注:これは、ジューディア・パール、ダナ・マッケンジー「因果推論の科学―「なぜ?」の問いにどう答えるか」のコメントです。
(13)交絡条件
回帰は、相関係数を計算するだけで、因果関係ではありません。
ただし、用語としては、回帰の用語が普及しているので、以下では、回帰の用語を使って説明します。
今回は、用語の復習です。
1)回帰の基本
回帰は、目的変数y(結果に相当)と説明変数x(原因に相当)の間の線形モデルです。説明変数の数は任意ですが、説明変数の数を増やすと、データに十分な精度がないと、まともなモデルが求まりません。このため説明変数の数は必要最小限にします。
多くの場合、説明変数の数は2つか3つで足ります。
以下では、説明変数が、x1、x2、x3の3つの場合を考えます。
ここで、x1が原因である場合を検討します。
x1以外のその他の変数をzで区別します。
つまり、z={x2,x3}
交絡の定義(p.232)
ある処理をした時の条件付き各利率をP(y|x1)とします。
介入確率は、P(y|do(x1))です。
この2つの値が一致しない場合に、不一致を引き起こすものを交絡と定義します。
ここで、zは交絡の候補になります。
しかし、例えば、x4のようなモデル化では無視されているが、yに影響を与える変数が隠れていた場合には、そのような変数も、交絡の候補になります。
RCTを使えば、理論上は、このような隠れた交絡変数の影響も補正されるという建前になっています。これは、データが非常に多数得られる場合です。
現実問題として、精度高いデータを得るには、コストがかかるので、高精度のデータを少し得るのか、低精度のデータを多数えるのかという選択問題があります。
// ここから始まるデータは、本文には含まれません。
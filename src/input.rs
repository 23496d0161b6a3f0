//! Input vocabulary shared by the scene and whatever windowing layer feeds it.
//!
//! The windowing layer translates its own key codes into [`Key`] and its mouse events into
//! [`MouseButton`] / [`ButtonAction`]; the scene only ever sees these types.

/// Keys the scene reacts to.
#[derive(Debug, Clone, Copy, PartialEq, Eq, Hash)]
pub enum Key {
    Escape,
    P,
    /// `=` / `+` on the main keyboard
    Equal,
    KeypadAdd,
    Minus,
    KeypadSubtract,
    R,
    Other,
}

/// High-level actions triggered from the keyboard.
#[derive(Debug, Clone, Copy, PartialEq, Eq, Hash)]
pub enum Command {
    Quit,
    TogglePause,
    SpeedUp,
    SlowDown,
    ResetCamera,
}

impl Command {
    /// Key binding table. Returns `None` for unbound keys.
    pub fn from_key(key: Key) -> Option<Self> {
        match key {
            Key::Escape => Some(Command::Quit),
            Key::P => Some(Command::TogglePause),
            Key::Equal | Key::KeypadAdd => Some(Command::SpeedUp),
            Key::Minus | Key::KeypadSubtract => Some(Command::SlowDown),
            Key::R => Some(Command::ResetCamera),
            Key::Other => None,
        }
    }
}

#[derive(Debug, Clone, Copy, PartialEq, Eq, Hash)]
pub enum MouseButton {
    Left,
    Right,
    Middle,
}

#[derive(Debug, Clone, Copy, PartialEq, Eq, Hash)]
pub enum ButtonAction {
    Press,
    Release,
}
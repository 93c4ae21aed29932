use alloy::primitives::{Address, Bytes};

/// 单跳路径的字节长度：20 字节地址 + 3 字节费率 + 20 字节地址。
pub const SINGLE_HOP_PATH_LEN: usize = 20 + 3 + 20;

/// 编码集中流动性报价路径 `tokenIn ‖ fee(uint24, 大端) ‖ tokenOut`。
///
/// 超出 24 位的费率只保留低 3 字节。
pub fn encode_single_hop(token_in: Address, fee: u32, token_out: Address) -> Bytes {
    let mut path = Vec::with_capacity(SINGLE_HOP_PATH_LEN);
    path.extend_from_slice(token_in.as_slice());
    path.extend_from_slice(&fee.to_be_bytes()[1..]);
    path.extend_from_slice(token_out.as_slice());
    Bytes::from(path)
}
//! 路由、报价与 ERC20 合约接口声明。

use alloy::sol;

sol! {
    #[sol(rpc)]
    interface IERC20 {
        function allowance(address owner, address spender) external view returns (uint256);
        function approve(address spender, uint256 amount) external returns (bool);
    }
}

sol! {
    #[sol(rpc)]
    interface IPancakeV2Router {
        function getAmountsOut(uint256 amountIn, address[] calldata path) external view returns (uint256[] memory amounts);
        function swapExactTokensForTokens(uint256 amountIn, uint256 amountOutMin, address[] calldata path, address to, uint256 deadline) external returns (uint256[] memory amounts);
    }
}

sol! {
    #[sol(rpc)]
    interface IPancakeV3SwapRouter {
        struct ExactInputSingleParams {
            address tokenIn;
            address tokenOut;
            uint24 fee;
            address recipient;
            uint256 deadline;
            uint256 amountIn;
            uint256 amountOutMinimum;
            uint160 sqrtPriceLimitX96;
        }

        function exactInputSingle(ExactInputSingleParams calldata params) external payable returns (uint256 amountOut);
    }
}

sol! {
    #[sol(rpc)]
    interface IQuoterV2 {
        function quoteExactInput(bytes memory path, uint256 amountIn) external returns (uint256 amountOut, uint160[] memory sqrtPriceX96AfterList, uint32[] memory initializedTicksCrossedList, uint256 gasEstimate);
    }
}
//! 合约绑定适配层：只负责把调用编码后交给链连接，不含任何决策逻辑。

mod contracts;
mod erc20;
mod path;
mod v2;
mod v3;

pub use erc20::AlloyErc20;
pub use path::{SINGLE_HOP_PATH_LEN, encode_single_hop};
pub use v2::AlloyV2Router;
pub use v3::AlloyV3Router;

use alloy::primitives::{Address, Bytes, TxHash, U256};
use async_trait::async_trait;
use tokio_util::sync::CancellationToken;

use crate::chain::{ChainResult, TransactionAuth};

#[async_trait]
pub trait Erc20Token: Send + Sync {
    async fn allowance(
        &self,
        token: Address,
        owner: Address,
        spender: Address,
        cancel: &CancellationToken,
    ) -> ChainResult<U256>;

    async fn approve(
        &self,
        token: Address,
        spender: Address,
        amount: U256,
        auth: &TransactionAuth,
    ) -> ChainResult<TxHash>;
}

/// `swapExactTokensForTokens` 的调用参数。
#[derive(Debug, Clone, PartialEq, Eq)]
pub struct ExactTokensSwap {
    pub amount_in: U256,
    pub amount_out_min: U256,
    pub path: Vec<Address>,
    pub to: Address,
    pub deadline: u64,
}

/// 恒定乘积（v2）路由。
#[async_trait]
pub trait ConstantProductRouter: Send + Sync {
    fn address(&self) -> Address;

    async fn get_amounts_out(
        &self,
        amount_in: U256,
        path: &[Address],
        cancel: &CancellationToken,
    ) -> ChainResult<Vec<U256>>;

    async fn swap_exact_tokens_for_tokens(
        &self,
        swap: &ExactTokensSwap,
        auth: &TransactionAuth,
    ) -> ChainResult<TxHash>;
}

/// `exactInputSingle` 的调用参数。
#[derive(Debug, Clone, PartialEq, Eq)]
pub struct ExactInputSingle {
    pub token_in: Address,
    pub token_out: Address,
    pub fee: u32,
    pub recipient: Address,
    pub deadline: u64,
    pub amount_in: U256,
    pub amount_out_minimum: U256,
    pub sqrt_price_limit_x96: U256,
}

/// 集中流动性（v3）路由与报价合约。
#[async_trait]
pub trait ConcentratedRouter: Send + Sync {
    /// 路由合约地址，同时也是授权的 spender。
    fn address(&self) -> Address;

    async fn quote_exact_input(
        &self,
        path: Bytes,
        amount_in: U256,
        cancel: &CancellationToken,
    ) -> ChainResult<U256>;

    async fn exact_input_single(
        &self,
        swap: &ExactInputSingle,
        auth: &TransactionAuth,
    ) -> ChainResult<TxHash>;
}
//! PancakeSwap v2/v3 多链报价与兑换编排。

pub mod api;
pub mod bindings;
pub mod chain;
pub mod cli;
pub mod config;
pub mod engine;
pub mod monitoring;
pub mod service;
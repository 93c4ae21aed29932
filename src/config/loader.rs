use std::fs;
use std::path::{Path, PathBuf};

use alloy::primitives::Address;
use thiserror::Error;
use zeroize::Zeroizing;

use crate::chain::Network;

use super::QuoteswapConfig;

pub const DEFAULT_CONFIG_PATHS: &[&str] = &["quoteswap.toml", "config/quoteswap.toml"];

#[derive(Debug, Error)]
pub enum ConfigError {
    #[error("failed to read config at {path}: {source}")]
    Io {
        path: PathBuf,
        source: std::io::Error,
    },
    #[error("failed to parse config at {path}: {source}")]
    Parse {
        path: PathBuf,
        source: toml::de::Error,
    },
    #[error("invalid environment variable {name}: {reason}")]
    Env { name: &'static str, reason: String },
    #[error("invalid config value `{field}`: {reason}")]
    Invalid { field: &'static str, reason: String },
}

/// 读取配置文件（未指定路径时依次尝试默认位置），再叠加进程环境变量。
pub fn load_config(path: Option<PathBuf>) -> Result<QuoteswapConfig, ConfigError> {
    let mut config = load_file_or_default(path)?;
    apply_env_overrides(&mut config, |name| std::env::var(name).ok())?;
    validate(&config)?;
    Ok(config)
}

fn load_file_or_default(path: Option<PathBuf>) -> Result<QuoteswapConfig, ConfigError> {
    let candidate_paths = match path {
        Some(p) => vec![p],
        None => DEFAULT_CONFIG_PATHS
            .iter()
            .map(PathBuf::from)
            .collect::<Vec<PathBuf>>(),
    };

    for candidate in candidate_paths {
        if let Some(config) = try_load_file(&candidate)? {
            return Ok(config);
        }
    }

    Ok(QuoteswapConfig::default())
}

fn try_load_file(path: &Path) -> Result<Option<QuoteswapConfig>, ConfigError> {
    if !path.exists() {
        return Ok(None);
    }

    let contents = fs::read_to_string(path).map_err(|source| ConfigError::Io {
        path: path.to_path_buf(),
        source,
    })?;

    let config: QuoteswapConfig = toml::from_str(&contents).map_err(|source| ConfigError::Parse {
        path: path.to_path_buf(),
        source,
    })?;

    Ok(Some(config))
}

/// 环境变量覆盖：`PRIVATE_KEY`、`API_KEY`、`RECIPIENT_ADDRESS`、`PORT` 以及
/// 每个网络的 `QUOTESWAP_<NETWORK>_RPC_URL`。空值视为未设置。
pub fn apply_env_overrides<F>(config: &mut QuoteswapConfig, lookup: F) -> Result<(), ConfigError>
where
    F: Fn(&str) -> Option<String>,
{
    let read = |name: &str| lookup(name).filter(|value| !value.trim().is_empty());

    if let Some(key) = read("PRIVATE_KEY") {
        config.wallet.private_key = Zeroizing::new(key);
    }
    if let Some(key) = read("API_KEY") {
        config.wallet.api_key = Zeroizing::new(key);
    }
    if let Some(raw) = read("RECIPIENT_ADDRESS") {
        let recipient: Address = raw.trim().parse().map_err(|err| ConfigError::Env {
            name: "RECIPIENT_ADDRESS",
            reason: format!("{err}"),
        })?;
        config.wallet.default_recipient = Some(recipient);
    }
    if let Some(raw) = read("PORT") {
        let port: u16 = raw.trim().parse().map_err(|err| ConfigError::Env {
            name: "PORT",
            reason: format!("{err}"),
        })?;
        config.server.listen = with_port(&config.server.listen, port);
    }
    for network in Network::ALL {
        if let Some(url) = read(&network.rpc_env_var()) {
            config.chains.get_mut(network).rpc_url = url.trim().to_string();
        }
    }
    Ok(())
}

fn with_port(listen: &str, port: u16) -> String {
    let host = match listen.rsplit_once(':') {
        Some((host, _)) if !host.is_empty() => host,
        _ => "0.0.0.0",
    };
    format!("{host}:{port}")
}

pub fn validate(config: &QuoteswapConfig) -> Result<(), ConfigError> {
    if config.engine.fee_tiers.is_empty() {
        return Err(ConfigError::Invalid {
            field: "engine.fee_tiers",
            reason: "at least one fee tier is required".to_string(),
        });
    }
    if let Some(fee) = config.engine.fee_tiers.iter().find(|fee| **fee > 0x00ff_ffff) {
        return Err(ConfigError::Invalid {
            field: "engine.fee_tiers",
            reason: format!("fee tier {fee} does not fit in 24 bits"),
        });
    }
    if config.engine.gas_limit == 0 {
        return Err(ConfigError::Invalid {
            field: "engine.gas_limit",
            reason: "must be greater than zero".to_string(),
        });
    }
    if config.engine.approval.max_polls == 0 {
        return Err(ConfigError::Invalid {
            field: "engine.approval.max_polls",
            reason: "must be greater than zero".to_string(),
        });
    }
    if config.server.request_timeout_ms == 0 {
        return Err(ConfigError::Invalid {
            field: "server.request_timeout_ms",
            reason: "must be greater than zero".to_string(),
        });
    }
    let budget_ms = config.engine.approval.budget().as_millis();
    if budget_ms > u128::from(config.server.request_timeout_ms) {
        return Err(ConfigError::Invalid {
            field: "engine.approval",
            reason: format!(
                "approval polling budget {budget_ms} ms exceeds server.request_timeout_ms {}",
                config.server.request_timeout_ms
            ),
        });
    }
    Ok(())
}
単純なRCTが、この問題に対する答えをもっていません。
さて、話を単純にして、以下では、x4のような隠れ変数の問題がないと仮定します。
このときの交絡変数の候補は、x2とx3になります。
同様に、x2が介入する変数の場合には、x1とx3が、交絡変数の候補になります。
2)感度
説明変数が3つのモデルで、説明変数を変化させた時の、目的変数の変化量を感度と呼びます。
重回帰モデルであれば、偏回帰係数は感度を表わすことになります。
3)喫煙と肺がんの例
喫煙と肺がんの例では、結果(目的変数)は、肺がんの発生確率になります。
説明変数は、喫煙と喫煙遺伝子になります。
原因が、喫煙である場合には、喫煙遺伝子が交絡因子になります。
原因が、喫煙遺伝子である場合には、喫煙が交絡因子になります。
喫煙は、肺がんのリスクを10倍以上に高めます。
喫煙遺伝子は、肺がんのリスクを2倍未満に高めます。(p.517)
4)実務上の問題
今回は、特に難しい点はありません。
問題は、交絡因子と感度が実務上では、完全に無視されていることです。
少子化対策や、過疎対策などの政策の効果では、交絡因子を考えて、感度を算出する必要があります。
公共事業の効果を評価するには、肺がんと同じように、感度の算出が必要です。
霞が関が作成して、自治体に配布している事業評価のマニュアルは、統計学では間違いになります。
霞が関には、権威があるかも知れませんが、科学的に間違ったマニュアルが使われていることは問題です。統計学が必修のアメリカであれば、高校生でも気付くレベルの間違いです。